When the United States declared a national emergency due to the coronavirus pandemic, “FINRA made a series of temporary rule changes to continue operations in light of the circumstances.” Specifically, FINRA postponed “all in-person arbitration and mediation proceedings” and asked “nearly all of its staff to work remotely.” Prof. Blankley examines FINRA’s response, and in particular the data for win rates in in-person hearings and remote hearings. Her analysis and conclusions are both thoughtful and measured: “Some evidence suggests that claimants fare worse in zoom arbitrations than in-person arbitrations, which is a conclusion that should be studied in more detail.”
Prof. Blankley bases her conclusion that evidence exists which suggests a results disparity between in-person hearings and remote video hearings on a report prepared in 2021 by the securities litigation and consulting firm SLCG.
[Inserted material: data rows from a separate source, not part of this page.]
pub(crate) fn removal_cookie(name: &'static str) -> Cookie<'static> {
    Cookie::build((name, "")).path("/").build()
}

#[cfg(test)]
mod tests {
    use super::*;
    use crate::config::Config;

    #[test]
    fn test_cookie_attributes_development() {
        let config = Config::test_default();
        let cookie = access_cookie(&config, "tok".to_string());
        assert_eq!(cookie.name(), ACCESS_TOKEN_COOKIE);
        assert_eq!(cookie.http_only(), Some(true));
        assert_eq!(cookie.path(), Some("/"));
        assert_eq!(cookie.secure(), Some(false));
        assert_eq!(cookie.same_site(), Some(SameSite::Lax));
        assert_eq!(
            cookie.max_age(),
            Some(time::Duration::minutes(config.access_token_ttl_minutes))
        );
    }

    #[test]
    fn test_cookie_attributes_production() {
        let mut config = Config::test_default();
        config.production = true;
        let cookie = refresh_cookie(&config, "tok".to_string());
        assert_eq!(cookie.secure(), Some(true));
        assert_eq!(cookie.same_site(), Some(SameSite::None));
        assert_eq!(
            cookie.max_age(),
            Some(time::Duration::days(config.refresh_token_ttl_days))
        );
    }

    #[test]
    fn test_session_cookie_ttl() {
        let config = Config::test_default();
        let cookie = session_cookie(&config, "sid123".to_string());
        assert_eq!(cookie.name(), SESSION_COOKIE);
        assert_eq!(
            cookie.max_age(),
            Some(time::Duration::days(crate::config::SESSION_TTL_DAYS))
        );
    }

    #[test]
    fn test_removal_cookie_keeps_path() {
        let cookie = removal_cookie(ACCESS_TOKEN_COOKIE);
        assert_eq!(cookie.path(), Some("/"));
        assert_eq!(cookie.value(), "");
    }
}
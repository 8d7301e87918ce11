// SPDX-License-Identifier: MIT
// Copyright 2026 Roland Dreier <roland@rolandd.dev>

//! Security headers middleware.

use axum::{extract::Request, http::HeaderValue, middleware::Next, response::Response};

/// Add security headers to all responses. The API serves JSON only, so
/// the content-security policy locks everything down.
pub async fn add_security_headers(req: Request, next: Next) -> Response {
    let mut response = next.run(req).await;
    let headers = response.headers_mut();

    headers.insert(
        "X-Content-Type-Options",
        HeaderValue::from_static("nosniff"),
    );
    headers.insert("X-Frame-Options", HeaderValue::from_static("DENY"));
    headers.insert(
        "Content-Security-Policy",
        HeaderValue::from_static("default-src 'none'; frame-ancestors 'none'"),
    );
    headers.insert(
        "Strict-Transport-Security",
        HeaderValue::from_static("max-age=31536000; includeSubDomains"),
    );
    headers.insert("Referrer-Policy", HeaderValue::from_static("no-referrer"));
    headers.insert(
        "Permissions-Policy",
        HeaderValue::from_static("camera=(), geolocation=(), microphone=(), payment=()"),
    );

    response
}
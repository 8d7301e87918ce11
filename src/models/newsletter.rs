//! Newsletter subscriber model.

use chrono::{DateTime, Utc};
use serde::{Deserialize, Serialize};

/// Mailing-list subscriber stored in Firestore. Emails are stored
/// lowercased; duplicates are rejected at subscribe time.
#[derive(Debug, Clone, Serialize, Deserialize)]
#[serde(rename_all = "camelCase")]
pub struct Subscriber {
    /// UUID, also used as the document ID
    pub id: String,
    pub email: String,
    pub subscribed_at: DateTime<Utc>,
}

impl Subscriber {
    pub fn new(email: String, now: DateTime<Utc>) -> Self {
        Self {
            id: uuid::Uuid::new_v4().to_string(),
            email,
            subscribed_at: now,
        }
    }
}
// SPDX-License-Identifier: MIT
// Copyright 2026 Roland Dreier <roland@rolandd.dev>

//! Server-side session records for the OAuth flow.
//!
//! JWT cookies are the primary credential; sessions exist so the OAuth
//! callback can also establish a revocable server-side login. The `sid`
//! cookie holds the session id and is checked before the access token.

use chrono::{DateTime, Duration, Utc};
use rand::Rng;
use serde::{Deserialize, Serialize};

const SESSION_ID_LEN: usize = 64;
const CHARSET: &[u8] = b"ABCDEFGHIJKLMNOPQRSTUVWXYZabcdefghijklmnopqrstuvwxyz0123456789";

/// Session stored in Firestore, keyed by its random id.
#[derive(Debug, Clone, Serialize, Deserialize)]
#[serde(rename_all = "camelCase")]
pub struct Session {
    pub id: String,
    pub user_id: String,
    pub created_at: DateTime<Utc>,
    pub expires_at: DateTime<Utc>,
}

impl Session {
    pub fn new(user_id: String, ttl_days: i64, now: DateTime<Utc>) -> Self {
        Self {
            id: generate_session_id(),
            user_id,
            created_at: now,
            expires_at: now + Duration::days(ttl_days),
        }
    }

    pub fn expired(&self, now: DateTime<Utc>) -> bool {
        self.expires_at <= now
    }
}

/// Random alphanumeric session id, long enough to be unguessable.
fn generate_session_id() -> String {
    let mut rng = rand::rng();
    (0..SESSION_ID_LEN)
        .map(|_| {
            let idx = rng.random_range(0..CHARSET.len());
            CHARSET[idx] as char
        })
        .collect()
}
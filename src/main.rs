// SPDX-License-Identifier: MIT
// Copyright 2026 Roland Dreier <roland@rolandd.dev>

//! HabitMate API Server
//!
//! Habit tracking backend with streaks, journaling, a newsletter and an
//! AI coaching assistant, backed by Firestore.

use habitmate::{
    config::Config,
    db::Store,
    services::{Assistant, AuthService, ImageHost, Mailer, OAuthClient},
    AppState,
};
use std::sync::Arc;
use tracing_subscriber::{layer::SubscriberExt, util::SubscriberInitExt};

#[tokio::main]
async fn main() -> Result<(), Box<dyn std::error::Error>> {
    // Initialize structured JSON logging for GCP
    init_logging();

    // Load configuration from environment
    let config = Config::from_env().expect("Failed to load configuration");
    tracing::info!(port = config.port, "Starting HabitMate API");

    // Initialize Firestore database
    let store = Store::new(&config.gcp_project_id)
        .await
        .expect("Failed to connect to Firestore");

    let auth = AuthService::new(store.clone(), &config);
    let oauth = OAuthClient::new();

    let mailer = Mailer::from_config(config.smtp.as_ref())
        .expect("Failed to initialize mail transport");
    if !mailer.is_enabled() {
        tracing::warn!("SMTP not configured; outgoing email disabled");
    }

    let image_host = ImageHost::from_config(config.cloudinary.as_ref());
    if image_host.is_none() {
        tracing::warn!("Cloudinary not configured; avatar uploads disabled");
    }

    let assistant = Assistant::from_config(config.deepseek_api_key.as_deref());
    if assistant.is_none() {
        tracing::warn!("DeepSeek API key not set; chat assistant disabled");
    }

    // Build shared state
    let state = Arc::new(AppState {
        config: config.clone(),
        store,
        auth,
        oauth,
        mailer,
        image_host,
        assistant,
    });

    // Build router
    let app = habitmate::routes::create_router(state);

    // Start server
    let addr = format!("0.0.0.0:{}", config.port);
    let listener = tokio::net::TcpListener::bind(&addr).await?;
    tracing::info!(address = %addr, "Server listening");

    axum::serve(listener, app).await?;
    Ok(())
}

/// Initialize structured JSON logging (GCP-compliant).
fn init_logging() {
    let format = tracing_subscriber::fmt::layer()
        .json()
        .with_target(false)
        .with_current_span(true)
        .flatten_event(true);

    tracing_subscriber::registry()
        .with(
            tracing_subscriber::EnvFilter::from_default_env()
                .add_directive("habitmate=debug".parse().unwrap())
                .add_directive("info".parse().unwrap()),
        )
        .with(format)
        .init();
}
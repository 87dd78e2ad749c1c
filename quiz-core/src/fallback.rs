//! Built-in questions served when live generation is unavailable.

use quiz_types::{GameType, Question};

fn choice(
    id: &str,
    category: GameType,
    prompt: &str,
    options: [&str; 4],
    correct_answer: &str,
    explanation: &str,
) -> Question {
    Question {
        id: id.to_string(),
        category,
        prompt: prompt.to_string(),
        options: options.iter().map(|option| option.to_string()).collect(),
        correct_answer: correct_answer.to_string(),
        explanation: explanation.to_string(),
    }
}

fn word(id: &str, category: GameType, word: &str, explanation: &str) -> Question {
    Question {
        id: id.to_string(),
        category,
        prompt: word.to_string(),
        options: Vec::new(),
        correct_answer: word.to_string(),
        explanation: explanation.to_string(),
    }
}

/// Fallback sequence for `category`: one item for the multiple-choice games,
/// two words for typing and hangman
pub fn questions(category: GameType) -> Vec<Question> {
    match category {
        GameType::Quiz => vec![choice(
            "q1",
            GameType::Quiz,
            "Op welke datum begint het carnavalsseizoen officieel?",
            ["1 januari", "11 november", "25 december", "1 april"],
            "11 november",
            "Het seizoen begint op de 11e van de 11e om 11:11 uur, omdat 11 het 'gekkengetal' is.",
        )],
        GameType::Math => vec![choice(
            "f1",
            GameType::Math,
            "Een praalwagen is 12 meter lang. Voor de decoratie is 25% van de wagen bedekt met bloemen. Hoeveel meter is dat?",
            ["2 meter", "3 meter", "4 meter", "6 meter"],
            "3 meter",
            "25% is een kwart. 12 gedeeld door 4 is 3 meter.",
        )],
        GameType::Language => vec![choice(
            "f2",
            GameType::Language,
            "Wat is het meervoud van 'dweilorkest'?",
            ["dweilorkesten", "dweilorkestjes", "dweilorkests", "dweilorkesters"],
            "dweilorkesten",
            "Het meervoud van orkest is orkesten, dus dweilorkesten.",
        )],
        GameType::Typing | GameType::Hangman => vec![
            word("t1", category, "Polonaise", "Gezellig achter elkaar aan lopen!"),
            word("t2", category, "Dweilorkest", "Muziek die door de straten dweilt."),
        ],
    }
}
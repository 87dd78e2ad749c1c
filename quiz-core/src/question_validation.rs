use quiz_types::{GameType, Question};
use std::collections::HashSet;

use crate::HangmanRound;

#[derive(Debug, Clone, PartialEq, Eq, thiserror::Error)]
pub enum InvalidContent {
    #[error("no questions")]
    Empty,
    #[error("duplicate question id {id}")]
    DuplicateId { id: String },
    #[error("question {id} is {found}, expected {expected}")]
    WrongCategory {
        id: String,
        expected: GameType,
        found: GameType,
    },
    #[error("question {id} has an empty prompt")]
    EmptyPrompt { id: String },
    #[error("question {id} has no options")]
    NoOptions { id: String },
    #[error("answer of question {id} is not one of its options")]
    AnswerNotInOptions { id: String },
    #[error("hangman question {id} has no guessable letters")]
    NoGuessableLetters { id: String },
}

/// Check a question sequence for `category` before it reaches a session
pub fn validate_questions(category: GameType, questions: &[Question]) -> Result<(), InvalidContent> {
    if questions.is_empty() {
        return Err(InvalidContent::Empty);
    }

    let mut seen_ids = HashSet::new();
    for question in questions {
        if !seen_ids.insert(question.id.as_str()) {
            return Err(InvalidContent::DuplicateId {
                id: question.id.clone(),
            });
        }
        validate_question(category, question)?;
    }

    Ok(())
}

pub fn validate_question(category: GameType, question: &Question) -> Result<(), InvalidContent> {
    let id = || question.id.clone();

    if question.category != category {
        return Err(InvalidContent::WrongCategory {
            id: id(),
            expected: category,
            found: question.category,
        });
    }

    match category {
        GameType::Quiz | GameType::Math | GameType::Language => {
            if question.prompt.trim().is_empty() {
                return Err(InvalidContent::EmptyPrompt { id: id() });
            }
            if question.options.is_empty() {
                return Err(InvalidContent::NoOptions { id: id() });
            }
            if !question.options.contains(&question.correct_answer) {
                return Err(InvalidContent::AnswerNotInOptions { id: id() });
            }
        }
        GameType::Typing => {
            if question.typing_target().trim().is_empty() {
                return Err(InvalidContent::EmptyPrompt { id: id() });
            }
        }
        GameType::Hangman => {
            if !question.hangman_word().chars().any(HangmanRound::is_guessable) {
                return Err(InvalidContent::NoGuessableLetters { id: id() });
            }
        }
    }

    Ok(())
}
#[cfg(test)]
mod tests {
    use super::*;

    fn quiz_questions(count: usize) -> Vec<Question> {
        (0..count)
            .map(|i| Question {
                id: format!("q{}", i),
                category: GameType::Quiz,
                prompt: format!("Vraag {}", i),
                options: vec!["11 november".to_string(), "1 april".to_string()],
                correct_answer: "11 november".to_string(),
                explanation: String::new(),
            })
            .collect()
    }

    fn playing_quiz(count: usize) -> Session {
        let mut session = Session::new();
        let request = session.begin_level(GameType::Quiz).unwrap();
        assert!(session.complete_level(request, quiz_questions(count)));
        session
    }

    #[test]
    fn test_new_session_is_home() {
        let session = Session::new();
        assert_eq!(session.phase(), GamePhase::Home);
        assert_eq!(session.stats(), SessionStats::default());
        assert_eq!(session.rank(), Rank::Beginner);
        assert!(session.current_question().is_none());
    }

    #[test]
    fn test_begin_level_ignored_while_loading() {
        let mut session = Session::new();
        assert!(session.begin_level(GameType::Math).is_some());
        assert!(session.begin_level(GameType::Quiz).is_none());
        assert_eq!(session.category(), Some(GameType::Math));
        assert_eq!(session.phase(), GamePhase::Loading);
    }

    #[test]
    fn test_stale_completion_is_dropped() {
        let mut session = Session::new();
        let stale = session.begin_level(GameType::Quiz).unwrap();
        session.reset();
        let current = session.begin_level(GameType::Quiz).unwrap();

        assert!(!session.complete_level(stale, quiz_questions(1)));
        assert_eq!(session.phase(), GamePhase::Loading);

        assert!(session.complete_level(current, quiz_questions(2)));
        assert_eq!(session.phase(), GamePhase::Playing);
        assert_eq!(session.game().unwrap().questions.len(), 2);
    }

    #[test]
    fn test_empty_questions_fall_back() {
        let mut session = Session::new();
        let request = session.begin_level(GameType::Hangman).unwrap();
        assert!(session.complete_level(request, Vec::new()));
        assert_eq!(session.game().unwrap().questions, fallback::questions(GameType::Hangman));
    }

    #[test]
    fn test_questions_for_another_category_fall_back() {
        let mut session = Session::new();
        let request = session.begin_level(GameType::Typing).unwrap();
        assert!(session.complete_level(request, quiz_questions(1)));

        assert_eq!(session.game().unwrap().questions, fallback::questions(GameType::Typing));
        assert!(session.record_answer("11 november").is_none());
        assert_eq!(
            session.type_input("P", Instant::now()),
            Some(TypingOutcome::Pending)
        );
        assert_eq!(session.stats().score, 0);
    }

    #[test]
    fn test_unguessable_hangman_word_falls_back() {
        let mut session = Session::new();
        let request = session.begin_level(GameType::Hangman).unwrap();
        let date_only = Question {
            id: "h1".to_string(),
            category: GameType::Hangman,
            prompt: String::new(),
            options: Vec::new(),
            correct_answer: "11-11".to_string(),
            explanation: String::new(),
        };
        assert!(session.complete_level(request, vec![date_only]));

        assert_eq!(session.game().unwrap().questions, fallback::questions(GameType::Hangman));
        assert_eq!(
            session.guess_letter('P', Instant::now()),
            Some(GuessOutcome::Hit)
        );
    }

    #[test]
    fn test_correct_answer_scores() {
        let mut session = playing_quiz(1);
        let record = session.record_answer("11 november").unwrap();

        assert!(record.is_correct);
        assert_eq!(session.stats().score, 15);
        assert_eq!(session.stats().questions_answered, 1);
    }

    #[test]
    fn test_record_answer_only_once() {
        let mut session = playing_quiz(2);
        assert!(!session.record_answer("1 april").unwrap().is_correct);
        let after_first = session.stats();

        assert!(session.record_answer("11 november").is_none());
        assert!(session.record_answer("1 april").is_none());
        assert_eq!(session.stats(), after_first);
        assert_eq!(after_first.score, 0);
        assert_eq!(after_first.questions_answered, 1);
    }

    #[test]
    fn test_advance_through_to_results() {
        let mut session = playing_quiz(2);
        session.record_answer("11 november");
        session.advance();

        assert_eq!(session.phase(), GamePhase::Playing);
        assert_eq!(session.game().unwrap().current_index, 1);
        // Selection is cleared for the new question
        assert!(session.record_answer("11 november").is_some());

        session.advance();
        assert_eq!(session.phase(), GamePhase::Results);
        assert_eq!(session.stats().score, 30);

        // No-op outside of playing
        session.advance();
        assert_eq!(session.phase(), GamePhase::Results);
    }

    #[test]
    fn test_reset_keeps_stats() {
        let mut session = playing_quiz(1);
        session.record_answer("11 november");
        session.advance();
        session.reset();

        assert_eq!(session.phase(), GamePhase::Home);
        assert!(session.category().is_none());
        assert!(session.game().is_none());
        assert_eq!(session.stats().score, 15);
    }

    #[test]
    fn test_answers_ignored_outside_playing() {
        let mut session = Session::new();
        assert!(session.record_answer("11 november").is_none());
        assert!(session.type_input("Polonaise", Instant::now()).is_none());
        assert!(session.guess_letter('P', Instant::now()).is_none());
        assert_eq!(session.stats().questions_answered, 0);
    }

    #[test]
    fn test_snapshot_hides_answer_until_answered() {
        let mut session = playing_quiz(1);
        let snapshot = session.snapshot();
        assert_eq!(snapshot.question_number, 1);
        assert_eq!(snapshot.question_count, 1);
        assert!(snapshot.question.as_ref().unwrap().correct_answer.is_none());

        session.record_answer("1 april");
        let snapshot = session.snapshot();
        assert_eq!(
            snapshot.question.unwrap().correct_answer.as_deref(),
            Some("11 november")
        );
    }

    #[test]
    fn test_report_score_updates_rank() {
        let mut session = Session::with_stats(SessionStats {
            score: 55,
            questions_answered: 4,
        });
        session.report_score(6);
        assert_eq!(session.stats().score, 61);
        assert_eq!(session.rank(), Rank::Intermediate);
        assert_eq!(session.snapshot().stats.rank_title, "Raadslid");
    }
}
pub mod errors;
pub mod game;
pub mod messages;
pub mod stats;
pub mod views;

// Re-export all types
pub use errors::*;
pub use game::*;
pub use messages::*;
pub use stats::*;
pub use views::*;
use serde::{Deserialize, Serialize};
use ts_rs::TS;

#[derive(Debug, Clone, PartialEq, Eq, thiserror::Error)]
#[error("unknown game type: {name}")]
pub struct ParseGameTypeError {
    pub name: String,
}

/// Error body returned by the question service
#[derive(Debug, Clone, Serialize, Deserialize, TS)]
#[ts(export)]
pub enum ApiError {
    UnknownCategory { name: String },
    NotFound,
}
use serde::{Deserialize, Serialize};
use ts_rs::TS;

use crate::GameType;

/// Entry of the question service's category listing
#[derive(Debug, Clone, Serialize, Deserialize, TS)]
#[serde(rename_all = "camelCase")]
#[ts(export)]
pub struct CategoryInfo {
    pub category: GameType,
    pub question_count: u32,
    pub multiple_choice: bool,
}

impl From<GameType> for CategoryInfo {
    fn from(category: GameType) -> Self {
        CategoryInfo {
            category,
            question_count: category.question_count() as u32,
            multiple_choice: category.is_multiple_choice(),
        }
    }
}
use std::time::{Duration, Instant};

use crate::ScoringEngine;

#[derive(Debug, Clone, Copy, PartialEq, Eq)]
pub enum TypingOutcome {
    /// Input does not (yet) equal the target
    Pending,
    /// Input matched the target exactly
    Completed { points: u32, elapsed: Duration },
}

/// Typing controller state for one word
#[derive(Debug, Clone)]
pub struct TypingRound {
    target: String,
    input: String,
    started_at: Option<Instant>, // Set lazily on the first keystroke
    completed: bool,
}

impl TypingRound {
    pub fn new(target: impl Into<String>) -> Self {
        Self {
            target: target.into(),
            input: String::new(),
            started_at: None,
            completed: false,
        }
    }

    /// Replace the input buffer with the current contents of the text field.
    ///
    /// The timer starts on the first call. Once the input equals the target
    /// the word is scored and the round stops accepting input.
    pub fn update_input(&mut self, input: &str, now: Instant) -> TypingOutcome {
        if self.completed {
            return TypingOutcome::Pending;
        }

        let started_at = *self.started_at.get_or_insert(now);
        self.input = input.to_string();

        if self.input != self.target {
            return TypingOutcome::Pending;
        }

        let elapsed = now.saturating_duration_since(started_at);
        let points = ScoringEngine::typing_points(elapsed);
        self.completed = true;
        self.input.clear();
        self.started_at = None;

        TypingOutcome::Completed { points, elapsed }
    }

    pub fn target(&self) -> &str {
        &self.target
    }

    pub fn input(&self) -> &str {
        &self.input
    }

    pub fn is_completed(&self) -> bool {
        self.completed
    }

    pub fn has_started(&self) -> bool {
        self.started_at.is_some()
    }

    /// Number of leading characters that match the target
    pub fn correct_prefix_len(&self) -> usize {
        self.input
            .chars()
            .zip(self.target.chars())
            .take_while(|(typed, expected)| typed == expected)
            .count()
    }
}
“[T]he report compiles FINRA data and raises serious questions. The report cites FINRA’s own publicly available information showing a 34% claimant win rate in 2020, down from rates from 42% to 45% since 2015. A 10% decline based on FINRA’s own published data is concerning and deserves additional attention and study. SLGC’s report goes further by examining the awards themselves to determine which hearings occurred in person and which hearings occurred online. SLGC found that that between May and December 2020, when nearly all arbitrations were remote, investors won only 28.8% of cases. In those remote hearings, claimants recover only 33.3% of the amount requested, down from 57.3% in 2019, and down at least 20 points compared to any other year since 2015. In a March 2021 webinar, FINRA’s Richard Barry claimed that SLGC’s report contains methodological deficiencies and responded that the data show little change from year-to-year.”
Prof. Blankley’s paper has yet to be peer reviewed, and she carefully and repeatedly notes that the data “suggests” discrepancies; she does not conclude that it does. Rather, she concludes that more study is required:
FINRA should study and report on win rate statistics. At this point, a cloud exists over the win rates that can hopefully be explained by a neutral party.